//! Event module - what channel listeners receive.
//!
//! Provides:
//! - [`NetworkEvent`] - one inbound message, tagged by [`NetworkEventKind`]
//! - [`ContextSource`] - lazy supplier of the message's context
//! - [`GatherLoginPayloadsEvent`] - handshake-time payload collection
//!
//! # Example
//!
//! ```ignore
//! channel.add_listener(|event: &NetworkEvent| {
//!     let ctx = event.context();
//!     let payload = event.payload().cloned().unwrap_or_default();
//!     ctx.enqueue_work(move || apply(payload));
//!     ctx.set_packet_handled(true);
//! });
//! ```

mod gather;
mod network;

pub use gather::{GatherLoginPayloadsEvent, LoginPayload};
pub use network::{ContextSource, CustomPacket, NetworkEvent, NetworkEventKind, RegistrationChangeType};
____
-- Work task --
Word for word, repeat the lines from the one holding "handshake-time payload collection" through the last line of the entries, both included.

-- Output of the exercise --
//! - [`GatherLoginPayloadsEvent`] - handshake-time payload collection
//!
//! # Example
//!
//! ```ignore
//! channel.add_listener(|event: &NetworkEvent| {
//!     let ctx = event.context();
//!     let payload = event.payload().cloned().unwrap_or_default();
//!     ctx.enqueue_work(move || apply(payload));
//!     ctx.set_packet_handled(true);
//! });
//! ```

mod gather;
mod network;

pub use gather::{GatherLoginPayloadsEvent, LoginPayload};
pub use network::{ContextSource, CustomPacket, NetworkEvent, NetworkEventKind, RegistrationChangeType};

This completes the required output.